PROBLEM TO SOLVE: Check every line of the material below for "scan". Give the number of lines that have it, and only that.

SUPPLIED INFORMATION:
use std::path::Path;

use anyhow::{bail, Context, Result};
use globset::{Glob, GlobSet, GlobSetBuilder};
use walkdir::WalkDir;

/// File-system capabilities the analysis consumes.
///
/// Paths returned by `scan` are relative to `root`, use `/` separators,
/// and are sorted so every run sees the same order.
pub trait FileAccess: Send + Sync {
    fn scan(&self, root: &Path, include: &[String], exclude: &[String]) -> Result<Vec<String>>;

    fn read_file(&self, root: &Path, rel_path: &str) -> Result<String>;
}

/// `FileAccess` backed by the local file system.
#[derive(Debug, Default, Clone, Copy)]
pub struct FsFileAccess;

impl FsFileAccess {
    pub fn new() -> Self {
        Self
    }
}

fn build_globset(patterns: &[String]) -> Result<GlobSet> {
    let mut builder = GlobSetBuilder::new();
    for pattern in patterns {
        let glob = Glob::new(pattern).with_context(|| format!("invalid glob '{pattern}'"))?;
        builder.add(glob);
    }
    builder.build().context("failed to build glob set")
}

impl FileAccess for FsFileAccess {
    fn scan(&self, root: &Path, include: &[String], exclude: &[String]) -> Result<Vec<String>> {
        if !root.exists() {
            bail!("directory '{}' does not exist", root.display());
        }
        if !root.is_dir() {
            bail!("'{}' is not a directory", root.display());
        }

        let include_set = build_globset(include)?;
        let exclude_set = build_globset(exclude)?;

        let mut paths = Vec::new();
        for entry in WalkDir::new(root).follow_links(false) {
            let entry = match entry {
                Ok(e) => e,
                Err(e) => {
                    // The root itself failing means nothing can be analyzed
                    if e.depth() == 0 {
                        return Err(e).with_context(|| {
                            format!("failed to scan '{}'", root.display())
                        });
                    }
                    tracing::warn!("skipping unreadable entry: {e}");
                    continue;
                }
            };
            if !entry.file_type().is_file() {
                continue;
            }
            let rel = entry
                .path()
                .strip_prefix(root)
                .unwrap_or(entry.path())
                .to_string_lossy()
                .replace('\\', "/");
            if !include.is_empty() && !include_set.is_match(&rel) {
                continue;
            }
            if exclude_set.is_match(&rel) {
                continue;
            }
            paths.push(rel);
        }

        paths.sort();
        Ok(paths)
    }

    fn read_file(&self, root: &Path, rel_path: &str) -> Result<String> {
        let full = root.join(rel_path);
        std::fs::read_to_string(&full).with_context(|| format!("failed to read {}", full.display()))
    }
}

EXERCISE RESPONSE: 4